Freer, more adventurous, and more aligned with the ‘intimate nature’ portion of the concept were two oil on canvas paintings by Claudia Morales. Her floral abstractions possessed a sense of constrained energy which made me linger. The compositions, and the color palettes—greens, golds, white, and subtle rosy pink—were unified. It’s too bad there were only two of her works on display (one looked minuscule in its proximity to the larger work). Born in El Salvador, Morales emigrated to the U.S. at age 5, and has been making art full-time since 2008.


"Coastal Meditations 3," 2024, and "Coastal Meditations 6," 2025, by Kathrine Worel.

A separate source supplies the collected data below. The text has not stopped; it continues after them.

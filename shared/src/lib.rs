// shared/src/lib.rs

#[derive(thiserror::Error, Debug)]
pub enum Error {
    #[error("not found")]
    NotFound,
    #[error("storage: {0}")]
    Storage(String),
    #[error("serialization: {0}")]
    Serialization(String),
    #[error("fetch failed: {0}")]
    Fetch(String),
}

impl From<sled::Error> for Error {
    fn from(err: sled::Error) -> Self {
        Error::Storage(err.to_string())
    }
}

impl From<serde_json::Error> for Error {
    fn from(err: serde_json::Error) -> Self {
        Error::Serialization(err.to_string())
    }
}

pub type Result<T> = std::result::Result<T, Error>;

/// Time-to-live in milliseconds
#[derive(Clone, Copy, Debug, PartialEq, Eq, PartialOrd, Ord, Hash)]
pub struct TtlMs(pub u64);

impl TtlMs {
    pub const fn from_mins(mins: u64) -> Self {
        Self(mins * 60 * 1000)
    }
}

pub mod clock;
pub mod config;

pub use clock::{Clock, ManualClock, SystemClock};
use crate::handlers;
use crate::state::AppState;
use axum::{
    Router,
    routing::{delete, get, post},
};
use tower_http::normalize_path::NormalizePath;
use tower_http::trace::TraceLayer;

/// Build and configure the application router
pub fn build_router(state: AppState) -> Router {
    Router::new()
        // Health check
        .route("/health", get(handlers::health_check))
        // SSE Events endpoint
        .route("/events", get(handlers::stream_events))
        // Cache maintenance routes
        .route("/cache/stats", get(handlers::cache_stats))
        .route("/cache/invalidate", post(handlers::invalidate))
        .route("/cache/cleanup", post(handlers::cleanup))
        .route("/cache", delete(handlers::reset))
        // Middleware
        .layer(TraceLayer::new_for_http())
        .with_state(state)
}

/// Router wrapped so trailing slashes are trimmed before routing
pub fn build_app(state: AppState) -> NormalizePath<Router> {
    NormalizePath::trim_trailing_slash(build_router(state))
}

I loved Kathrine Worel’s stoneware works, the strongest of the show. Eight of her ceramic pieces were on display at Dictée (as well as three mixed media on paper works on the walls). They’re elegant, organic-looking creations with mysteriously subtle glazes, some of which look like they have barnacles living on their surfaces. Carefully and thoughtfully crafted, they invite the eye to explore and tempt the hands to touch their many different surfaces and tantalizing textures.

The gallery’s founder and owner, Tae Ha, had several works on display too. Originally from South Korea, she’s lived in California for the past three decades. She bought the space with funding from Point Blue Conservation and did all the landscaping herself. Though currently a rental, she’d like to establish the second floor as a place for an artist residency, and turn Dictée’s yard into a sculpture garden.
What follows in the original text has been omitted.